Flaneur magazine Issue 2
For paperphiles and bibliophiles, Berlin’s biannual magazine Flaneur is the stuff that dreams are made of. It’s a large, weighty publication whose thick paper stock captures the perfect aroma and texture — flipping through the pages of their second issue brought tears to my eyes. It is a thing of beauty.
And it’s not only how it looks, but the content that’s brilliant. Flaneur’s concept is truly unique. They choose a street in a different city for each issue and then manage to capture the essence, or heart and soul, of that neighbourhood/community in the pages of their magazine. Their first issue was devoted to Kantstrasse in Berlin, the second Georg-Schwarz-Strasse in Leipzig and now, their third issue, is devoted to Bernard, here in Montreal.
Flaneur isn’t a travel guide, it’s a visual and literary representation of the fragments that make up a single street. When all those fragments come together, you get to see the correlation between all of these unique pieces that make up the whole street.
I spoke to Flaneur’s founder Ricarda Messner last week about the publication, their transatlantic move and the very familiar territory of making a magazine work against the odds.
Kayla Marie Hillier: How did Flaneur come to be?
Ricarda Messner: I finished my studies in 2011 in Berlin — I’m born and raised there. And I always went back and forth between Berlin and New York. I already had my visa for N.Y. and I planned on staying there for a year but I didn’t, I came back after five months to Berlin. I was disorientated and I didn’t know what to do and there was this phase where I started watching a lot of movies and walking down streets on my own a lot. Then this concept, the idea of focusing on one street per issue for a magazine, started.
And there’s luck involved. I was introduced to the right people. I met Grashina [Gabelmann] at first and she knew Fabian [Saul] and we kind of started talking about it together and then it was very clear that the two of them were going to be the editors and they came up with a more concrete framework for the magazine around this idea. Then we were introduced to the designers Michelle [Phillips] and Johannes [Conrad] in January of 2013. We already had the first issue done and we started working from scratch.
KMH: For that first issue, did you get any financial support or was it pretty DIY?

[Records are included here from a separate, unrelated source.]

//! Matching flow exercised end to end, both against the in-process
//! index fake and against a mocked HTTP search service.

use httpmock::prelude::*;
use serde_json::json;

use rolematch::config::{ScoringConfig, SearchConfig};
use rolematch::embedding::HashEmbedder;
use rolematch::matcher::RoleMatcher;
use rolematch::model::JobDescription;
use rolematch::search::{RawResult, SearchIndexClient};
use rolematch::test_utils::StaticSearchIndex;

fn canned(id: &str, title: &str, raw_score: f64) -> RawResult {
    serde_json::from_value(json!({
        "id": id,
        "title": title,
        "description": "Works with numbers all day.",
        "industry_id": "ind-1",
        "industry_name": "Finance",
        "hierarchy_level": "associate",
        "search_keywords": "finance analysis",
        "@search.score": raw_score,
    }))
    .unwrap()
}

#[test]
fn strong_candidate_survives_weak_candidate_does_not() {
    let embedder = HashEmbedder::default();
    let index = StaticSearchIndex::with_results(vec![
        canned("strong", "Financial Analyst", 0.04),
        canned("weak", "Veterinary Assistant", 0.005),
    ]);
    let matcher = RoleMatcher::new(
        &embedder,
        &index,
        ScoringConfig::default(),
        &SearchConfig::default(),
    );
    let job = JobDescription::new("Financial Analyst", "Builds Excel forecast models.");

    let matches = matcher.find_matches(&job, None, 10).unwrap();

    assert_eq!(matches.len(), 1);
    assert_eq!(matches[0].id, "strong");
    assert!((matches[0].relevance_score - 1.0).abs() < 1e-9);
    assert!(matches[0]
        .match_reasons
        .contains(&"Excellent match".to_string()));
}

#[test]
fn no_candidates_above_threshold_yields_empty_not_error() {
    let embedder = HashEmbedder::default();
    let index = StaticSearchIndex::with_results(vec![
        canned("a", "Zookeeper", 0.003),
        canned("b", "Lighthouse Keeper", 0.004),
    ]);
    let matcher = RoleMatcher::new(
        &embedder,
        &index,
        ScoringConfig::default(),
        &SearchConfig::default(),
    );
    let job = JobDescription::new("Financial Analyst", "Builds Excel forecast models.");

    let matches = matcher.find_matches(&job, None, 10).unwrap();
    assert!(matches.is_empty());
}

#[test]
fn full_match_over_mocked_search_service() {
    let server = MockServer::start();
    let mock = server.mock(|when, then| {
        when.method(POST)
            .path("/indexes/roles/docs/search")
            .query_param("api-version", "2024-07-01")
            .header("api-key", "secret")
            .json_body_includes(
                json!({
                    "queryType": "semantic",
                    "filter": "industry_name eq 'Finance'",
                    "top": 6,
                })
                .to_string(),
            );
        then.status(200).json_body(json!({
            "value": [
                {
                    "id": "role-1",
                    "title": "Financial Analyst",
                    "description": "Analyzes financial data.",
                    "industry_id": "ind-1",
                    "industry_name": "Finance",
                    "hierarchy_level": "supervisor",
                    "search_keywords": "finance excel",
                    "@search.score": 0.04,
                    "@search.captions": [{"text": "Analyzes financial data."}],
                },
            ],
        }));
    });

    let search_config = SearchConfig {
        endpoint: server.base_url(),
        api_key: "secret".to_string(),
        ..SearchConfig::default()
    };
    let client = SearchIndexClient::from_config(&search_config).unwrap();
    let embedder = HashEmbedder::default();
    let matcher = RoleMatcher::new(
        &embedder,
        &client,
        ScoringConfig::default(),
        &search_config,
    );

    let job = JobDescription::new("Financial Analyst", "Builds Excel forecast models.");
    let matches = matcher.find_matches(&job, Some("Finance"), 2).unwrap();

    mock.assert();
    assert_eq!(matches.len(), 1);
    assert_eq!(matches[0].id, "role-1");
    assert_eq!(matches[0].match_reasons[0], "Semantic content match");
    assert_eq!(
        matches[0].hierarchy_level,
        rolematch::model::HierarchyLevel::Supervisor
    );
}

#[test]
fn service_outage_surfaces_as_error() {
    let server = MockServer::start();
    server.mock(|when, then| {
        when.method(POST).path("/indexes/roles/docs/search");
        then.status(503).body("upstream unavailable");
    });

    let search_config = SearchConfig {
        endpoint: server.base_url(),
        api_key: "secret".to_string(),
        ..SearchConfig::default()
    };
    let client = SearchIndexClient::from_config(&search_config).unwrap();
    let embedder = HashEmbedder::default();
    let matcher = RoleMatcher::new(
        &embedder,
        &client,
        ScoringConfig::default(),
        &search_config,
    );

    let job = JobDescription::new("Analyst", "Data work.");
    let result = matcher.find_matches(&job, None, 3);
    assert!(result.is_err());
}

RM: I didn’t have a clue about what it takes to do a magazine in terms of publishing — but I just said, “Okay, I’m going to do it somehow.” My friends were always saying, “You don’t even know what you’re doing,” which in the beginning was true — but somehow it worked. The first issue we printed 1,000 copies and I was able to finance it with advertising. I just really believed in it and I think that made other people believe in it. Thank God it worked out. We’ve received a great response in the press and from the arts and culture world. You talk to other magazine makers and you’re just a loving family, you exchange and in a way, it’s always the same kind of story — somehow you go to print.

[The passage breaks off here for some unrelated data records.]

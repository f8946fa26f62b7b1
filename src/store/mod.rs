//! Persistence boundary for role records.
//!
//! The production store is owned by an external collaborator; this
//! crate consumes its contract through [`RoleStore`] and ships a SQLite
//! adapter for local use and round-trip verification.

pub mod sqlite;

use crate::error::Result;
use crate::model::Role;

pub use sqlite::SqliteRoleStore;

/// CRUD contract for role records, including the industry join.
///
/// Roles are never hard-deleted; [`deactivate`](Self::deactivate) flips
/// the active flag so existing references keep resolving.
pub trait RoleStore: Send + Sync {
    /// Persist a new role. The role's industry must already be known to
    /// the store (see [`upsert_industry`](Self::upsert_industry)).
    fn insert(&self, role: &Role) -> Result<()>;

    /// Fetch a role by id with its industry name joined in.
    fn fetch(&self, id: &str) -> Result<Option<Role>>;

    /// All active roles, industry-joined, in creation order.
    fn fetch_all_active(&self) -> Result<Vec<Role>>;

    /// Mark a role inactive.
    fn deactivate(&self, id: &str) -> Result<()>;

    /// Create or rename an industry.
    fn upsert_industry(&self, id: &str, name: &str) -> Result<()>;

    /// Resolve an industry name by id.
    fn industry_name(&self, id: &str) -> Result<Option<String>>;
}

With this project, there’s no entrepreneurial drive behind it. It was really a passion project and a personal project. Now as time goes by I have to start getting to know more of the business side and there’s accounting — especially around the end of last year, I was more occupied with the stuff that I didn’t want to do. It’s always that way when things slowly start turning into a business. I didn’t do it to write down numbers in Excel, but it’s part of it and you have to do it — especially to keep this team going. But for this project I’m more than happy to do those more unpleasant jobs.

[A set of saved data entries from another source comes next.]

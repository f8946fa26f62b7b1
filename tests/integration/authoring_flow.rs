//! Authoring pipeline exercised against the real SQLite store and the
//! in-process index fake.

use rolematch::authoring::RoleAuthoringPipeline;
use rolematch::embedding::HashEmbedder;
use rolematch::model::{HierarchyLevel, JobDescription};
use rolematch::store::{RoleStore, SqliteRoleStore};
use rolematch::test_utils::{FailingCompleter, StaticCompleter, StaticSearchIndex};

fn store() -> SqliteRoleStore {
    let store = SqliteRoleStore::open_in_memory().unwrap();
    store.upsert_industry("ind-7", "Healthcare").unwrap();
    store
}

#[test]
fn authored_role_is_stored_and_indexed() {
    let embedder = HashEmbedder::default();
    let index = StaticSearchIndex::with_results(vec![]);
    let store = store();
    let pipeline = RoleAuthoringPipeline::new(None, &embedder, &index, &store);

    let job = JobDescription::new(
        "Registered Nurse",
        "I provide patient care and I coordinate with physicians.",
    )
    .with_level(HierarchyLevel::Associate);

    let authored = pipeline.author_role(&job, "ind-7").unwrap();

    // Stored.
    let stored = store.fetch(&authored.role.id).unwrap().unwrap();
    assert_eq!(stored.industry_name, "Healthcare");
    assert!(stored.is_active);

    // Indexed with the rewritten description.
    let uploaded = index.uploaded_documents();
    assert_eq!(uploaded.len(), 1);
    assert_eq!(uploaded[0].id, authored.role.id);
    assert_eq!(uploaded[0].description, authored.role.description);
    assert_eq!(uploaded[0].embedding_vector.as_slice().len(), 1536);
}

#[test]
fn first_person_voice_is_rewritten_without_a_provider() {
    let embedder = HashEmbedder::default();
    let index = StaticSearchIndex::with_results(vec![]);
    let store = store();
    let pipeline = RoleAuthoringPipeline::new(None, &embedder, &index, &store);

    let job = JobDescription::new(
        "Registered Nurse",
        "I provide patient care in my ward.",
    );
    let authored = pipeline.author_role(&job, "ind-7").unwrap();

    assert!(authored.ai_enhancements.was_rewritten);
    assert!(!authored.role.description.contains("I provide"));
    assert!(!authored.role.description.contains(" my "));
}

#[test]
fn provider_keywords_are_parsed_and_bounded() {
    let embedder = HashEmbedder::default();
    let index = StaticSearchIndex::with_results(vec![]);
    let store = store();
    let completer = StaticCompleter::new(
        "nursing, patient care, triage, medication, charting, scheduling, empathy, iv therapy, extra, overflow",
    );
    let pipeline = RoleAuthoringPipeline::new(Some(&completer), &embedder, &index, &store);

    let job = JobDescription::new("Registered Nurse", "Provides patient care.");
    let authored = pipeline.author_role(&job, "ind-7").unwrap();

    let keywords = &authored.role.search_keywords;
    assert!(keywords.len() <= 8);
    assert!(keywords.contains(&"nursing".to_string()));
    assert!(keywords.contains(&"patient care".to_string()));
}

#[test]
fn all_provider_failures_still_author_a_complete_role() {
    let embedder = HashEmbedder::default();
    let index = StaticSearchIndex::failing();
    let store = store();
    let completer = FailingCompleter;
    let pipeline = RoleAuthoringPipeline::new(Some(&completer), &embedder, &index, &store);

    let job = JobDescription::new(
        "Registered Nurse",
        "I provide patient care and coordinate with physicians daily.",
    );
    let authored = pipeline.author_role(&job, "ind-7").unwrap();

    assert!(authored.role.search_keywords.len() >= 5);
    assert!(store.fetch(&authored.role.id).unwrap().is_some());
}

#[test]
fn authored_roles_round_trip_through_reindex() {
    let embedder = HashEmbedder::default();
    let index = StaticSearchIndex::with_results(vec![]);
    let store = store();
    let pipeline = RoleAuthoringPipeline::new(None, &embedder, &index, &store);

    pipeline
        .author_role(
            &JobDescription::new("Registered Nurse", "Provides patient care."),
            "ind-7",
        )
        .unwrap();
    pipeline
        .author_role(
            &JobDescription::new("Lab Technician", "Runs diagnostic panels."),
            "ind-7",
        )
        .unwrap();

    index.clear_uploads();
    let count = pipeline.reindex_all().unwrap();

    assert_eq!(count, 2);
    assert_eq!(index.uploaded_documents().len(), 2);
}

KMH: Did you always want to do the magazine in English?
RM: It was pretty clear from the beginning: English is the universal language. It doesn’t matter if you don’t know this street in Montreal, or you’ve never been to Montreal. If you’re in Tokyo you can also read the content and relate to it in a way. If you live on the street, you might have a greater relationship to the issue and you might have a different purpose for why you bought it. But since the last issue, there’s always a booklet at the end where we have all the text translated into the language of the particular city. So for this issue that will also be in French. It makes sense here.
KMH: How did you find out about Bernard?
RM: This whole Montreal thing started last year after the first issue got published. Manfred, the director from the Goethe Institut, got in touch with me when he was in town in Berlin and he tried to get a copy but we were already sold out. So he called me on the phone and said, “Hello, can we meet?” and then we met and we got along really well. And he proposed that we go to Montreal. It was kind of surreal back in the day. But it all happened really quickly.
I was in America in October last year, so I flew over for three days to Montreal. I went to the city bikes [Bixi], put on my helmet and I drove around for eight hours without ever having been to Canada, without any kind of research beforehand, and just drove based on my intuition. I remember I drove down Bernard and it was such a powerful street because after Parc it changes completely. It was just my gut telling me it was the right street. Then I came back to Berlin and we started doing the research. We couldn’t be happier right now.
KMH: Where are you going to go next?
RM: We have to always start planning ahead, as we announce the next city in this issue. I think we might end up in Italy. Definitely back in Europe. ■
Flaneur’s Bernard issue will hit newsstands in June.They’ll be in town until the end of April.